= Matthias Müller (filmmaker) =

German filmmaker (born 1961)

Matthias Müller (born 1961 in Bielefeld) is a German experimental filmmaker and curator, often working in the field of found footage films.

== Biography ==
From 1994 to 1997 he worked as guest professor at the Goethe University Frankfurt, and from 1998 to 1999 at the Dortmund Fachhochschule. Since 2003 he is professor for experimental film at the Academy of Media Arts (KHM), Cologne, Germany. For his films he has received numerous awards from many international festivals, including the American Federation of Arts Experimental Film Award in 1988, the Golden Gate Award at the San Francisco International Film Festival in 1996, the main award at the Internationale Kurzfilmtage Oberhausen in 1999, the Ken Burns “Best of the Festival“ Award at the Ann Arbor Film Festival in 2003, the German Short Film Prize for Animation in 2006 (with Christoph Girardet), the Prix Canal+ du meilleur court métrage at the Cannes Film Festival in 2006 (with Christoph Girardet), and the Premio Principado de Asturias al Mejorcortometraje at the Gijón International Film Festival in 2011 (with Christoph Girardet). In 1990, 1997, and in 2000 he gained the "Preis der Deutschen Filmkritik". Both Vacancy and Cut were nominated for the European Film Award.

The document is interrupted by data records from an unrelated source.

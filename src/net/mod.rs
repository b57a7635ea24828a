//! Networking types shared by the driver and the stack above it

pub mod ethernet;
pub mod interface;
//! Link state machine
//!
//! Advanced once per maintenance tick. Every wait has a countdown in
//! `link_timer`; when it runs out without success the machine goes back to
//! `Down` and starts over from a full reset. Nothing is retried in place.
//!
//! ```text
//! Unknown -> Down -> Resetting -> Reset -> PhyReset -> ConfigurePhy -> AutoNegotiating -> Up
//!              ^                    |          |                             |              |
//!              +--------------------+----------+-----------------------------+--------------+
//! ```

use core::fmt;

use log::{debug, info, warn};

use crate::drivers::mmio::RegisterAccess;
use crate::platform::Platform;

use super::fixup::apply_phy_fixups;
use super::mac::{mac_configure, mac_reset};
use super::phy::{phy_configure, phy_decode, PhyBus};
use super::regs::*;
use super::EthernetContext;

#[derive(Debug, Clone, Copy, PartialEq, Eq, Default)]
pub enum LinkState {
    /// Not yet ticked since initialize
    #[default]
    Unknown,
    /// Idle; a full reset is issued on the next tick
    Down,
    /// MAC and PHY held in reset
    Resetting,
    /// PHY recovering from reset
    Reset,
    /// Advertisement programmed, waiting for link
    PhyReset,
    ConfigurePhy,
    /// MAC configured, waiting for the link to settle
    AutoNegotiating,
    Up,
}

impl fmt::Display for LinkState {
    fn fmt(&self, f: &mut fmt::Formatter<'_>) -> fmt::Result {
        let name = match self {
            LinkState::Unknown => "unknown",
            LinkState::Down => "down",
            LinkState::Resetting => "resetting",
            LinkState::Reset => "reset",
            LinkState::PhyReset => "phy-reset",
            LinkState::ConfigurePhy => "configure-phy",
            LinkState::AutoNegotiating => "autonegotiating",
            LinkState::Up => "up",
        };
        f.write_str(name)
    }
}

impl<R: RegisterAccess, P: Platform> EthernetContext<R, P> {
    fn phy_bus(&mut self) -> PhyBus<'_, R, P> {
        PhyBus::new(&mut self.registers, &self.platform, self.config.mdio_poll)
    }

    fn enter(&mut self, state: LinkState) {
        debug!("[PCH_GBE] link {} -> {}", self.link_state, state);
        self.link_state = state;
    }

    fn phy_link_up(&mut self) -> bool {
        match self.phy_address {
            Some(address) => self.phy_bus().link_up(address),
            None => false,
        }
    }

    /// Stop receiving: MAC receiver off, receive DMA off.
    pub(crate) fn disable_receiver(&mut self) {
        self.registers.and32(MAC_RX_EN, !MAC_RX_ENABLE);
        self.registers.and32(DMA_CTRL, !DMA_CTRL_RX_EN);
    }

    /// Advance the link state machine by one tick.
    pub(crate) fn link_tick(&mut self) {
        if self.link_timer != 0 {
            self.link_timer -= 1;
        }

        // First tick after initialize behaves exactly like Down
        if self.link_state == LinkState::Unknown {
            self.enter(LinkState::Down);
        }

        match self.link_state {
            LinkState::Unknown | LinkState::Down => {
                self.phy_bus().reset_all();
                mac_reset(&mut self.registers);
                self.link_timer = self.config.reset_dwell_ticks;
                self.enter(LinkState::Resetting);
            }

            LinkState::Resetting => {
                if self.link_timer == 0 {
                    self.link_timer = self.config.reset_recovery_ticks;
                    self.enter(LinkState::Reset);
                }
            }

            LinkState::Reset => {
                if self.link_timer != 0 {
                    return;
                }
                let Some((address, identifier)) = self.phy_bus().find() else {
                    warn!("[PCH_GBE] no PHY found, restarting link");
                    self.phy_address = None;
                    self.enter(LinkState::Down);
                    return;
                };
                if self.phy_identifier != identifier || self.phy_address != Some(address) {
                    info!("[PCH_GBE] PHY {:#010x} at address {}", identifier, address);
                }
                self.phy_address = Some(address);
                self.phy_identifier = identifier;

                let control =
                    phy_configure(self.config.advertised_speed, self.config.advertised_duplex);
                self.phy_bus().apply(address, &control);

                self.init_rings();
                self.program_filters();
                self.registers.write32(TX_MODE, TX_MODE_DEFAULT);

                self.link_timer = self.config.link_establish_ticks;
                self.enter(LinkState::PhyReset);
            }

            LinkState::PhyReset => {
                if self.phy_link_up() {
                    self.enter(LinkState::ConfigurePhy);
                } else if self.link_timer == 0 {
                    warn!("[PCH_GBE] no link, restarting");
                    self.enter(LinkState::Down);
                }
            }

            LinkState::ConfigurePhy => {
                let Some(address) = self.phy_address else {
                    self.enter(LinkState::Down);
                    return;
                };
                self.phy_registers = self.phy_bus().snapshot(address);
                let status = phy_decode(&self.phy_registers);
                self.link_status = Some(status);

                let mode = self.registers.read32(MODE);
                let rgmii = self.registers.read32(RGMII_CTRL);
                let (mode, rgmii) = mac_configure(mode, rgmii, status.speed, status.duplex);
                self.registers.write32(MODE, mode);
                self.registers.write32(RGMII_CTRL, rgmii);

                if self.config.phy_fixups {
                    let identifier = self.phy_identifier;
                    apply_phy_fixups(&mut self.phy_bus(), address, identifier);
                }

                self.link_timer = self.config.negotiate_ticks;
                self.enter(LinkState::AutoNegotiating);
            }

            LinkState::AutoNegotiating => {
                if self.phy_link_up() {
                    self.registers.or32(DMA_CTRL, DMA_CTRL_RX_EN | DMA_CTRL_TX_EN);
                    self.registers.write32(MAC_RX_EN, MAC_RX_ENABLE);
                    if let Some(status) = self.link_status {
                        info!(
                            "[PCH_GBE] link up: {} Mb/s {} duplex",
                            status.speed.mbps(),
                            status.duplex
                        );
                    }
                    self.enter(LinkState::Up);
                } else if self.link_timer == 0 {
                    warn!("[PCH_GBE] autonegotiation timed out, restarting");
                    self.enter(LinkState::Down);
                }
            }

            LinkState::Up => {
                if self.phy_link_up() {
                    self.ethernet_interrupts();
                } else {
                    info!("[PCH_GBE] link down");
                    self.disable_receiver();
                    self.link_status = None;
                    self.enter(LinkState::Down);
                }
            }
        }
    }
}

Müller's work has also been featured in several group and solo exhibitions in institutions such as Tate Modern, London, Hayward Gallery, London, Migros Museum für Gegenwartskunst, Zurich, Palais de Tokyo, Paris, Centre Pompidou, Paris, Hangar Bicocca, Milan, and Museo Tamayo, Mexico City.

== Films ==

- Aus der Ferne – The Memo Book (1989)
- Home Stories (1990)
- Sternenschauer (Scattering Stars, 1994)
- Sleepy Haven (1994)
- Alpsee (1995)
- Pensão Globo (1997)
- Vacancy (1998)
- Phoenix Tapes (2000, together with Christoph Girardet)
- Breeze (2000)
- Nebel (Fog, 2000)
- Phantom (2001/2)^{}
- Manual (2002, together with Christoph Girardet)
- Beacon (2002, together with Christoph Girardet)
- Play (2003, together with Christoph Girardet)
- Mirror (2003, together with Christoph Girardet)
- Album (2004)
- Kristall (2006, together with Christoph Girardet)
- Hide (2006, together with Christoph Girardet)
- Locomotive (2008, together with Christoph Girardet)
- Contre-jour (2009, together with Christoph Girardet)
- Maybe Siam (2009, together with Christoph Girardet)
- Meteor (2011, together with Christoph Girardet)
- Cut (2013, together with Christoph Girardet)
- personne (2016, together with Christoph Girardet)
- Air (2016)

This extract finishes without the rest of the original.